- EXERCISE GOAL: Nothing but the lines from the one containing "implementations for process-group-exporter." through the one containing "Configuration file generation", both included, should be given again, each exactly as written below.

⁂

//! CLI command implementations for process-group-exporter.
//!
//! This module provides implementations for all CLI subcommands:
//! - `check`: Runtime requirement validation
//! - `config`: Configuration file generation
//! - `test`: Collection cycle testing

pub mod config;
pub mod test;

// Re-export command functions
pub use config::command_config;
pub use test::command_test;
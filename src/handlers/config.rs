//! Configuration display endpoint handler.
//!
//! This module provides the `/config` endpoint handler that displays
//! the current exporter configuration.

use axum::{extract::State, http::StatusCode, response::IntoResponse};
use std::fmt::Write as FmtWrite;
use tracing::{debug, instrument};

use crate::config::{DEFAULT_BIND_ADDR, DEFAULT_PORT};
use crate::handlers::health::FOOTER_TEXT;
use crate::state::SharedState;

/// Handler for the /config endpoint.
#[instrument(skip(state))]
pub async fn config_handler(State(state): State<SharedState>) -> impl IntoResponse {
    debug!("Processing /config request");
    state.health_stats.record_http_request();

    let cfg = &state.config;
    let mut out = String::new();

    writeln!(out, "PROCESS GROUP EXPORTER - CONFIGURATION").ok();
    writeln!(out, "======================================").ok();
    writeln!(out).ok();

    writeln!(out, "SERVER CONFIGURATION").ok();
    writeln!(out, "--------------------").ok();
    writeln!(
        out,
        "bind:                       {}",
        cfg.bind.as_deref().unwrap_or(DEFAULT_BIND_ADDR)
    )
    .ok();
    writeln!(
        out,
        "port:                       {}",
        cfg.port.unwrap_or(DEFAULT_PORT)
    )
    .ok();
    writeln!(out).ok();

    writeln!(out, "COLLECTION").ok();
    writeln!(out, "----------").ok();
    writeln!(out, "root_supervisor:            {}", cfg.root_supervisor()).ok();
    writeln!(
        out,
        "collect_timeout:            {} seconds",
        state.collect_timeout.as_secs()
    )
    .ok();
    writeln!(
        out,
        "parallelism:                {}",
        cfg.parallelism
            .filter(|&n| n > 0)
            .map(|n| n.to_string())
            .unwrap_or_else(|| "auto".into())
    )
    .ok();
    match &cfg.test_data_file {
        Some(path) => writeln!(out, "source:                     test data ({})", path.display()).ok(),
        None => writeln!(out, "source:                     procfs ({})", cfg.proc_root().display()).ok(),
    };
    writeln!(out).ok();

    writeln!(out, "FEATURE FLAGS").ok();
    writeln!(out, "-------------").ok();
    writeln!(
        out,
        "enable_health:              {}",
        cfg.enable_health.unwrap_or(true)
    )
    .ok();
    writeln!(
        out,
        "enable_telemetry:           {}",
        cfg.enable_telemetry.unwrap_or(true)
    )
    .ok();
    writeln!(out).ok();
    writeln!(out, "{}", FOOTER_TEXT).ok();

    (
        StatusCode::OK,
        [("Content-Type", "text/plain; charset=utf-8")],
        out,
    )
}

⁂

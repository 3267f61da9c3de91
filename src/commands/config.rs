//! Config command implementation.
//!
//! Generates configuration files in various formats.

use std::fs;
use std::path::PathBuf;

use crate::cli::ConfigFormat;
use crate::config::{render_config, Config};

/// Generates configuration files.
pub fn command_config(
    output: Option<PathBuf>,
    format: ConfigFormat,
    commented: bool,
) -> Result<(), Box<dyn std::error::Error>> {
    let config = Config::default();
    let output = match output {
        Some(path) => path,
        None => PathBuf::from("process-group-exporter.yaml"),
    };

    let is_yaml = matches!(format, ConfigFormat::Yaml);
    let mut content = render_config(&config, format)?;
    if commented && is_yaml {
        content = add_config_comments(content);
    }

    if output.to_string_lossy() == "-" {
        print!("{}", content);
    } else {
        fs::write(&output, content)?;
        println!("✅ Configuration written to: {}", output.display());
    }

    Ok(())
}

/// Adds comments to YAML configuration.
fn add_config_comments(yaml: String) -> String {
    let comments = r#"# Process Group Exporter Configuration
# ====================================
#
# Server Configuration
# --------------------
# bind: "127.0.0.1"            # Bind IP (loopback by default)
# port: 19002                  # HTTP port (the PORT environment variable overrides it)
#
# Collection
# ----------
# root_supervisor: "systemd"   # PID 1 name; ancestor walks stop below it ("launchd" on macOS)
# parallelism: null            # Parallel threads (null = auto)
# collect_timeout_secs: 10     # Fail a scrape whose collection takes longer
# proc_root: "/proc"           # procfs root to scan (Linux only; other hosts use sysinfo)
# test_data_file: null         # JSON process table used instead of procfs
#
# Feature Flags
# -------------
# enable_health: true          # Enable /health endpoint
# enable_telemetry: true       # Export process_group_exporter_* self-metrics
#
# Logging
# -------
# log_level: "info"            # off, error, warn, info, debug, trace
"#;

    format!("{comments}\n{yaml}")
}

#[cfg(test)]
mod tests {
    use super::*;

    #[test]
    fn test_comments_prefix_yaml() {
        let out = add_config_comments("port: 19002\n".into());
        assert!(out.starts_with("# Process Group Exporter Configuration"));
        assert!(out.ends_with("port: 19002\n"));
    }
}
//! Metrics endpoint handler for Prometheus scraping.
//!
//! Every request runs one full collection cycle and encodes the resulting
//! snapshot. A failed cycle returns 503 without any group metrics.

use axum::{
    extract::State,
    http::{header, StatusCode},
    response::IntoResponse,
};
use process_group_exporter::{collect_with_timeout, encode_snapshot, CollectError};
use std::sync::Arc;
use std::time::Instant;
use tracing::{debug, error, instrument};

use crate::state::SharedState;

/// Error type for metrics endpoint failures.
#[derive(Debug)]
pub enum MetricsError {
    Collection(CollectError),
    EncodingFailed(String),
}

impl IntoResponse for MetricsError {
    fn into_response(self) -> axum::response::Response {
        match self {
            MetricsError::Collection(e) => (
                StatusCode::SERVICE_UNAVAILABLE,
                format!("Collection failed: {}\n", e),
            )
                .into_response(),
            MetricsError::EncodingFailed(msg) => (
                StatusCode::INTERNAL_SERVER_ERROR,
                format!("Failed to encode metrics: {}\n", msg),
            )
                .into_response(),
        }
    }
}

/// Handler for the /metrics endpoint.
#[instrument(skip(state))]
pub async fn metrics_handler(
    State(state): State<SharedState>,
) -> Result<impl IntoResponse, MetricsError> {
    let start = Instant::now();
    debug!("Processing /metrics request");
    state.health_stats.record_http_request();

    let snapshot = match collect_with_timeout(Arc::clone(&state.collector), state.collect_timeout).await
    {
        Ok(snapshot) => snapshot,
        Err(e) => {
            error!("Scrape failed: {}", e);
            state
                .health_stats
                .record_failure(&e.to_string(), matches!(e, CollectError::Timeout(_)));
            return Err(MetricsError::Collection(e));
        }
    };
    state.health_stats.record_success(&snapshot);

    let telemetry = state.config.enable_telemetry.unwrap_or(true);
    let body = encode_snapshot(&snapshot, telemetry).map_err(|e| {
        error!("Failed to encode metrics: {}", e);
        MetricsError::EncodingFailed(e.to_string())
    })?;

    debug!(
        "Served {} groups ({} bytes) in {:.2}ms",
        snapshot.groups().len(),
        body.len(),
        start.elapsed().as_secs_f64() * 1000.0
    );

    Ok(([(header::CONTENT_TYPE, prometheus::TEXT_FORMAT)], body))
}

⁂

- WRITTEN RESPONSE:
//! CLI command implementations for process-group-exporter.
//!
//! This module provides implementations for all CLI subcommands:
//! - `check`: Runtime requirement validation
//! - `config`: Configuration file generation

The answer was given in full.